Stored items

....

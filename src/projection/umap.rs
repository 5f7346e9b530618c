//! UMAP - Uniform Manifold Approximation and Projection
//!
//! Implements the UMAP algorithm (McInnes et al., 2018) with:
//! - Parallel KNN graph construction via rayon
//! - Fuzzy simplicial set with binary-search sigma
//! - SGD layout optimization with negative sampling
//!
//! Edges are kept in ordered maps so a fixed seed reproduces the layout
//! bit for bit.

use ndarray::Array2;
use rand::Rng;
use rand::SeedableRng;
use rand_chacha::ChaCha8Rng;
use rayon::prelude::*;
use std::cmp::Ordering;
use std::collections::{BTreeMap, BinaryHeap};

use super::config::UmapConfig;
use crate::error::{BoundaryError, Result};

/// Number of negative samples per positive edge
const NEGATIVE_SAMPLE_RATE: usize = 5;

/// Per-coordinate gradient clip
const GRADIENT_CLIP: f64 = 4.0;

/// A neighbor entry for the heap (max-heap by distance for eviction)
#[derive(Clone)]
struct Neighbor {
    index: usize,
    distance: f64,
}

impl PartialEq for Neighbor {
    fn eq(&self, other: &Self) -> bool {
        self.cmp(other) == Ordering::Equal
    }
}

impl Eq for Neighbor {}

impl PartialOrd for Neighbor {
    fn partial_cmp(&self, other: &Self) -> Option<Ordering> {
        Some(self.cmp(other))
    }
}

impl Ord for Neighbor {
    fn cmp(&self, other: &Self) -> Ordering {
        // Farthest first, ties broken by index so eviction is deterministic
        self.distance
            .total_cmp(&other.distance)
            .then(self.index.cmp(&other.index))
    }
}

/// An edge in the fuzzy simplicial set
struct Edge {
    i: usize,
    j: usize,
    weight: f64,
}

/// UMAP dimensionality reduction
pub struct Umap {
    config: UmapConfig,
    n_components: usize,
    seed: u64,
}

impl Umap {
    /// Create a new UMAP instance from an already resolved configuration
    pub fn new(config: UmapConfig, n_components: usize, seed: u64) -> Self {
        Self {
            config,
            n_components,
            seed,
        }
    }

    /// Embed the rows of `x` (n x d) into n x `n_components`
    pub fn fit_transform(&self, x: &Array2<f64>) -> Result<Array2<f64>> {
        let n = x.nrows();
        if n < 3 {
            return Err(BoundaryError::DataError(
                "UMAP requires at least 3 samples".to_string(),
            ));
        }

        let k = self.config.n_neighbors.min(n - 1);

        // Phase 1: KNN graph
        let (knn_indices, knn_distances) = self.compute_knn(x, k);

        // Phase 2: Fuzzy simplicial set
        let edges = self.compute_fuzzy_set(&knn_indices, &knn_distances, k);

        // Phase 3: SGD layout optimization
        Ok(self.optimize_layout(n, &edges))
    }

    /// Phase 1: brute-force k-nearest neighbors under the configured metric.
    /// Parallelized over samples with rayon.
    fn compute_knn(&self, x: &Array2<f64>, k: usize) -> (Vec<Vec<usize>>, Vec<Vec<f64>>) {
        let n = x.nrows();
        let metric = self.config.metric;

        let results: Vec<(Vec<usize>, Vec<f64>)> = (0..n)
            .into_par_iter()
            .map(|i| {
                let mut heap: BinaryHeap<Neighbor> = BinaryHeap::with_capacity(k + 1);
                let xi = x.row(i);

                for j in 0..n {
                    if i == j {
                        continue;
                    }
                    let candidate = Neighbor {
                        index: j,
                        distance: metric.distance(xi, x.row(j)),
                    };

                    if heap.len() < k {
                        heap.push(candidate);
                    } else if let Some(top) = heap.peek() {
                        if candidate < *top {
                            heap.pop();
                            heap.push(candidate);
                        }
                    }
                }

                let neighbors = heap.into_sorted_vec();
                let indices: Vec<usize> = neighbors.iter().map(|n| n.index).collect();
                let distances: Vec<f64> = neighbors.iter().map(|n| n.distance).collect();
                (indices, distances)
            })
            .collect();

        results.into_iter().unzip()
    }

    /// Phase 2: Compute fuzzy simplicial set (edge weights).
    /// For each point, find rho (nearest neighbor distance) and sigma
    /// (smooth normalization via binary search), then symmetrize.
    fn compute_fuzzy_set(
        &self,
        knn_indices: &[Vec<usize>],
        knn_distances: &[Vec<f64>],
        k: usize,
    ) -> Vec<Edge> {
        let n = knn_indices.len();
        let target = (k as f64).log2();

        let params: Vec<(f64, f64)> = (0..n)
            .into_par_iter()
            .map(|i| {
                let dists = &knn_distances[i];
                let rho = dists.first().copied().unwrap_or(0.0).max(1e-12);

                // Binary search for sigma
                let mut lo = 1e-8_f64;
                let mut hi = 1000.0_f64;
                let mut sigma = 1.0;

                for _ in 0..64 {
                    sigma = (lo + hi) / 2.0;
                    let sum: f64 = dists
                        .iter()
                        .map(|&d| (-(d - rho).max(0.0) / sigma).exp())
                        .sum();

                    if (sum - target).abs() < 1e-5 {
                        break;
                    }
                    if sum > target {
                        hi = sigma;
                    } else {
                        lo = sigma;
                    }
                }

                (rho, sigma)
            })
            .collect();

        let mut directed: BTreeMap<(usize, usize), f64> = BTreeMap::new();
        for i in 0..n {
            let (rho, sigma) = params[i];
            for (rank, (&j, &d)) in knn_indices[i].iter().zip(knn_distances[i].iter()).enumerate() {
                let w = if rank == 0 {
                    1.0 // nearest neighbor always has weight 1
                } else {
                    (-(d - rho).max(0.0) / sigma.max(1e-12)).exp()
                };
                directed.insert((i, j), w);
            }
        }

        // Symmetrize: w_sym(i,j) = w(i,j) + w(j,i) - w(i,j) * w(j,i)
        let mut symmetric: BTreeMap<(usize, usize), f64> = BTreeMap::new();
        for (&(i, j), &w_ij) in &directed {
            let key = if i < j { (i, j) } else { (j, i) };
            let w_ji = directed.get(&(j, i)).copied().unwrap_or(0.0);
            let w_sym = w_ij + w_ji - w_ij * w_ji;
            symmetric
                .entry(key)
                .and_modify(|w| *w = w.max(w_sym))
                .or_insert(w_sym);
        }

        symmetric
            .into_iter()
            .filter(|(_, w)| *w > 1e-8)
            .map(|((i, j), weight)| Edge { i, j, weight })
            .collect()
    }

    /// Phase 3: SGD layout optimization with negative sampling.
    fn optimize_layout(&self, n_samples: usize, edges: &[Edge]) -> Array2<f64> {
        let dims = self.n_components;
        let (a, b) = find_ab_params(self.config.spread, self.config.min_dist);

        // Initialize embedding with small random values
        let mut rng = ChaCha8Rng::seed_from_u64(self.seed);
        let mut embedding =
            Array2::from_shape_fn((n_samples, dims), |_| rng.gen_range(-10.0..10.0) * 0.01);

        let n_epochs = self.config.n_epochs;
        let max_weight = edges.iter().map(|e| e.weight).fold(0.0_f64, f64::max);
        let mut dy = vec![0.0; dims];

        for epoch in 0..n_epochs {
            let alpha = self.config.learning_rate * (1.0 - epoch as f64 / n_epochs as f64);
            if alpha < 1e-8 {
                break;
            }

            for edge in edges {
                // Higher weight = sampled more often
                let epochs_per_sample = if edge.weight > 0.0 {
                    max_weight / edge.weight
                } else {
                    f64::INFINITY
                };
                if epoch as f64 % epochs_per_sample.max(1.0) >= 1.0 {
                    continue;
                }

                let (i, j) = (edge.i, edge.j);

                // Attractive force
                let mut dist_sq: f64 = 1e-8;
                for c in 0..dims {
                    dy[c] = embedding[[i, c]] - embedding[[j, c]];
                    dist_sq += dy[c] * dy[c];
                }
                let grad_coeff =
                    -2.0 * a * b * dist_sq.powf(b - 1.0) / (1.0 + a * dist_sq.powf(b));
                for c in 0..dims {
                    let g = (grad_coeff * dy[c]).clamp(-GRADIENT_CLIP, GRADIENT_CLIP);
                    embedding[[i, c]] += alpha * g;
                    embedding[[j, c]] -= alpha * g;
                }

                // Negative sampling (repulsive forces)
                for _ in 0..NEGATIVE_SAMPLE_RATE {
                    let other = rng.gen_range(0..n_samples);
                    if other == i {
                        continue;
                    }

                    let mut dist_sq_neg: f64 = 1e-8;
                    for c in 0..dims {
                        dy[c] = embedding[[i, c]] - embedding[[other, c]];
                        dist_sq_neg += dy[c] * dy[c];
                    }
                    let grad_coeff_neg =
                        2.0 * b / ((0.001 + dist_sq_neg) * (1.0 + a * dist_sq_neg.powf(b)));
                    for c in 0..dims {
                        let g = (grad_coeff_neg * dy[c]).clamp(-GRADIENT_CLIP, GRADIENT_CLIP);
                        embedding[[i, c]] += alpha * g;
                    }
                }
            }
        }

        embedding
    }
}

/// Fit `a`, `b` of the output kernel `1 / (1 + a * d^(2b))` to the target
/// curve that is flat up to `min_dist` and decays with `spread` after it.
///
/// Least squares over 300 samples of `[0, 3 * spread]`, minimized with a
/// pattern search on `(ln a, b)`.
fn find_ab_params(spread: f64, min_dist: f64) -> (f64, f64) {
    let xs: Vec<f64> = (0..300).map(|i| 3.0 * spread * i as f64 / 299.0).collect();
    let targets: Vec<f64> = xs
        .iter()
        .map(|&x| {
            if x < min_dist {
                1.0
            } else {
                (-(x - min_dist) / spread).exp()
            }
        })
        .collect();

    let loss = |log_a: f64, b: f64| -> f64 {
        let a = log_a.exp();
        xs.iter()
            .zip(targets.iter())
            .map(|(&x, &t)| {
                let f = 1.0 / (1.0 + a * x.powf(2.0 * b));
                (f - t) * (f - t)
            })
            .sum()
    };

    let (mut log_a, mut b) = (0.0_f64, 1.0_f64);
    let mut best = loss(log_a, b);
    let mut step = 0.5;

    while step > 1e-7 {
        let mut improved = false;
        for (da, db) in [(step, 0.0), (-step, 0.0), (0.0, step), (0.0, -step)] {
            let (na, nb) = (log_a + da, b + db);
            if nb <= 0.05 {
                continue;
            }
            let candidate = loss(na, nb);
            if candidate < best {
                best = candidate;
                log_a = na;
                b = nb;
                improved = true;
            }
        }
        if !improved {
            step /= 2.0;
        }
    }

    (log_a.exp(), b)
}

....

**TASK REQUIREMENTS:** Retype the records above from the very first line down to the line with "pub struct Umap", keeping both of those lines. Include nothing beyond them.

**RESULT OF THIS EXERCISE:**
filename src/projection/umap.rs
repository 5f7346e9b530618c
//! UMAP - Uniform Manifold Approximation and Projection
//!
//! Implements the UMAP algorithm (McInnes et al., 2018) with:
//! - Parallel KNN graph construction via rayon
//! - Fuzzy simplicial set with binary-search sigma
//! - SGD layout optimization with negative sampling
//!
//! Edges are kept in ordered maps so a fixed seed reproduces the layout
//! bit for bit.

use ndarray::Array2;
use rand::Rng;
use rand::SeedableRng;
use rand_chacha::ChaCha8Rng;
use rayon::prelude::*;
use std::cmp::Ordering;
use std::collections::{BTreeMap, BinaryHeap};

use super::config::UmapConfig;
use crate::error::{BoundaryError, Result};

/// Number of negative samples per positive edge
const NEGATIVE_SAMPLE_RATE: usize = 5;

/// Per-coordinate gradient clip
const GRADIENT_CLIP: f64 = 4.0;

/// A neighbor entry for the heap (max-heap by distance for eviction)
#[derive(Clone)]
struct Neighbor {
    index: usize,
    distance: f64,
}

impl PartialEq for Neighbor {
    fn eq(&self, other: &Self) -> bool {
        self.cmp(other) == Ordering::Equal
    }
}

impl Eq for Neighbor {}

impl PartialOrd for Neighbor {
    fn partial_cmp(&self, other: &Self) -> Option<Ordering> {
        Some(self.cmp(other))
    }
}

impl Ord for Neighbor {
    fn cmp(&self, other: &Self) -> Ordering {
        // Farthest first, ties broken by index so eviction is deterministic
        self.distance
            .total_cmp(&other.distance)
            .then(self.index.cmp(&other.index))
    }
}

/// An edge in the fuzzy simplicial set
struct Edge {
    i: usize,
    j: usize,
    weight: f64,
}

/// UMAP dimensionality reduction
pub struct Umap {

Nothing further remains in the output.